— The input —
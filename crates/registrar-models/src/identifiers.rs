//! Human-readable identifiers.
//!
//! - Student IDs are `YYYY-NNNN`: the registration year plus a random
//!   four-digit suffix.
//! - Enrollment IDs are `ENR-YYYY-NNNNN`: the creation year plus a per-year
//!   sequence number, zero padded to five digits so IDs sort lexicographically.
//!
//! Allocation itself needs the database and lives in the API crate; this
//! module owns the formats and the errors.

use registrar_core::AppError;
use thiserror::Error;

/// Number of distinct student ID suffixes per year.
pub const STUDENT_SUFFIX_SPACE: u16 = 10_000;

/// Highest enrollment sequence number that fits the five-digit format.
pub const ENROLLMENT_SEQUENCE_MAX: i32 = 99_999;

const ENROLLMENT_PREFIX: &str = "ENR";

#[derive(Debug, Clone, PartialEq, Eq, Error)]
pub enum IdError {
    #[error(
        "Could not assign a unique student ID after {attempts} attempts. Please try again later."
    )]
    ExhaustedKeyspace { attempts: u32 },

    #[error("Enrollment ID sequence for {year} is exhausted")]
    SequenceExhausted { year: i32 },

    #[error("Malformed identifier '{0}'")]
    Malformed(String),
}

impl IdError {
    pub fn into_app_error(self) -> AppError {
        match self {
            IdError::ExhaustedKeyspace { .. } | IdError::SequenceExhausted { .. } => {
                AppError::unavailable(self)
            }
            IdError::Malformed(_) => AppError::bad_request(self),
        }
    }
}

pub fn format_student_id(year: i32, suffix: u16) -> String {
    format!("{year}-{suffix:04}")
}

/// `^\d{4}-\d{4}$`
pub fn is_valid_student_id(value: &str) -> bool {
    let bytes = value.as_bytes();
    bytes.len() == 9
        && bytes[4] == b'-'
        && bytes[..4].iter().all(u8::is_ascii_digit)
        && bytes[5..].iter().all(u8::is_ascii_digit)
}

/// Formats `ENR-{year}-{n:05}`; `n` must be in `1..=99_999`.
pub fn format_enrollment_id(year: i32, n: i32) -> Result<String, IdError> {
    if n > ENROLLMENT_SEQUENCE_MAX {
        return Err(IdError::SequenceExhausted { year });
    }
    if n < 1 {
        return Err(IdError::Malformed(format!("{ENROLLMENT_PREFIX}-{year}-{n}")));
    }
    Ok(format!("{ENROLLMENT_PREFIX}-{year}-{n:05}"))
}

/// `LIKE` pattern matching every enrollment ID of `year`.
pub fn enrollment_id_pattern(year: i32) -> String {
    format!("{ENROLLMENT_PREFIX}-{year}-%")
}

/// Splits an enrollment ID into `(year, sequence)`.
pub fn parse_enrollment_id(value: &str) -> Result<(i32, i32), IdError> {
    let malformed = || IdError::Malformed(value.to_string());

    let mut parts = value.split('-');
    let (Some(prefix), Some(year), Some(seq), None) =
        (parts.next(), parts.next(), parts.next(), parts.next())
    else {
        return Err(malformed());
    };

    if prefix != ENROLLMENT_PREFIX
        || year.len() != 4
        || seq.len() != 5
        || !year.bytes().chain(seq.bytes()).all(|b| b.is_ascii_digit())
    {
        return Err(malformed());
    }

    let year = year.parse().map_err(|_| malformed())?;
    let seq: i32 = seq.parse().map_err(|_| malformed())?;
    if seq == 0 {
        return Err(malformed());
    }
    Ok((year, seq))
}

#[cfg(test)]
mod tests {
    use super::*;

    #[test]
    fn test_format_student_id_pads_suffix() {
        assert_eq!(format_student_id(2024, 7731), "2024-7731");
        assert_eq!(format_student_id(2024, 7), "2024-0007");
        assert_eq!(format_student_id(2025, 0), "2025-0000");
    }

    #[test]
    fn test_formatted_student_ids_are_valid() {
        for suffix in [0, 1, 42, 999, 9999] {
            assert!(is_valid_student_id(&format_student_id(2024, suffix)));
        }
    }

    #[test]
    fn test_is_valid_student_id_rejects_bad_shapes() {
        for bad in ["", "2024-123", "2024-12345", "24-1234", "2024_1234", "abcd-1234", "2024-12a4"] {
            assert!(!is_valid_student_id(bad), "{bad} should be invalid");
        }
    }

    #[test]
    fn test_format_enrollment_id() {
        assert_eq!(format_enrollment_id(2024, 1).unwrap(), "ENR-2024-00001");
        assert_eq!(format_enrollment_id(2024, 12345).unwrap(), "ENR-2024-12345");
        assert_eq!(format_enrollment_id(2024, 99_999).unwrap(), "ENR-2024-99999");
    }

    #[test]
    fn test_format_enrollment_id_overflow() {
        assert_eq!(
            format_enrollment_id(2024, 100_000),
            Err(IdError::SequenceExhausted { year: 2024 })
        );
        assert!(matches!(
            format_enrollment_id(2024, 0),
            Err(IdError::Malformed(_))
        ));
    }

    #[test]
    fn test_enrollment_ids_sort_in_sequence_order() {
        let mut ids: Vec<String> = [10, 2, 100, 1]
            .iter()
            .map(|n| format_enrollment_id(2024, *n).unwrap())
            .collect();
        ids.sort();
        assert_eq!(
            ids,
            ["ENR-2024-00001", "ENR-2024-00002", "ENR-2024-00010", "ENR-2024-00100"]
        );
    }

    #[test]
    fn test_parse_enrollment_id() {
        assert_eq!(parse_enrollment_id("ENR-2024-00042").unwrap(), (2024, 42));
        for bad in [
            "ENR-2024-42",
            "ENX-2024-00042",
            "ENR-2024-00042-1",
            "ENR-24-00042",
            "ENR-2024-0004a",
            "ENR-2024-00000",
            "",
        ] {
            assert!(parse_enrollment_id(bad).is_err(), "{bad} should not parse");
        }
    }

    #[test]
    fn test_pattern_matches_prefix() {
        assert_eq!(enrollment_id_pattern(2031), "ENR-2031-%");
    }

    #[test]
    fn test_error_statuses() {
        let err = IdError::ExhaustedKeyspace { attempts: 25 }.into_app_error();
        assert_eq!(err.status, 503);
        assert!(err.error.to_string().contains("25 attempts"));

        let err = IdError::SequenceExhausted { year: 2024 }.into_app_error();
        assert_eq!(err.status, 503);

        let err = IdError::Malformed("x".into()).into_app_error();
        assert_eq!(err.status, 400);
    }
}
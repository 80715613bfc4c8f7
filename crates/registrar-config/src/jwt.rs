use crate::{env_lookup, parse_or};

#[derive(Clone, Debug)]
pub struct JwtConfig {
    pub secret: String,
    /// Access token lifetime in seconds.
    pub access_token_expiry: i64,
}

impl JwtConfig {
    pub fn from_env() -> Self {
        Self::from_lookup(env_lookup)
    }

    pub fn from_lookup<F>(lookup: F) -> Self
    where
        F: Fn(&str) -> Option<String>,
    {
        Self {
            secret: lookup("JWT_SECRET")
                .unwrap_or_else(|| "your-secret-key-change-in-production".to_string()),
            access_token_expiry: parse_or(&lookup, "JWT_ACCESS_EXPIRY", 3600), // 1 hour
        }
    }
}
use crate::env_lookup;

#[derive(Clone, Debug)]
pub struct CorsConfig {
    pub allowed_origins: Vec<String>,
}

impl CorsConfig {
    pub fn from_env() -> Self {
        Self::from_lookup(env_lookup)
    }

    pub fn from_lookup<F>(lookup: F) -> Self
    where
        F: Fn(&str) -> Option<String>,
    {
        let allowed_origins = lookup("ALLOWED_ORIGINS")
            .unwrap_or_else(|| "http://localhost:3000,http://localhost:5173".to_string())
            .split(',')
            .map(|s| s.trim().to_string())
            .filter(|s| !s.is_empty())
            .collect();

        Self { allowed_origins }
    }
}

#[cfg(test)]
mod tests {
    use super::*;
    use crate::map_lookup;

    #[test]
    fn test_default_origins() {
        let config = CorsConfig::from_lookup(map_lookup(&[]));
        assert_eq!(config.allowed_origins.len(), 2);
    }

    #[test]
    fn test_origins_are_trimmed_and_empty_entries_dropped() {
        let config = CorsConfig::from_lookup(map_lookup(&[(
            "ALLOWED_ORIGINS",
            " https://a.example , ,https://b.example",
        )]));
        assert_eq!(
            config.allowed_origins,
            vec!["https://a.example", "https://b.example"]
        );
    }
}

— Activity —
Return exactly, and only, the lines from the start of the listing through the line with "API crate; this".

— Task solution —
filename crates/registrar-models/src/identifiers.rs
//! Human-readable identifiers.
//!
//! - Student IDs are `YYYY-NNNN`: the registration year plus a random
//!   four-digit suffix.
//! - Enrollment IDs are `ENR-YYYY-NNNNN`: the creation year plus a per-year
//!   sequence number, zero padded to five digits so IDs sort lexicographically.
//!
//! Allocation itself needs the database and lives in the API crate; this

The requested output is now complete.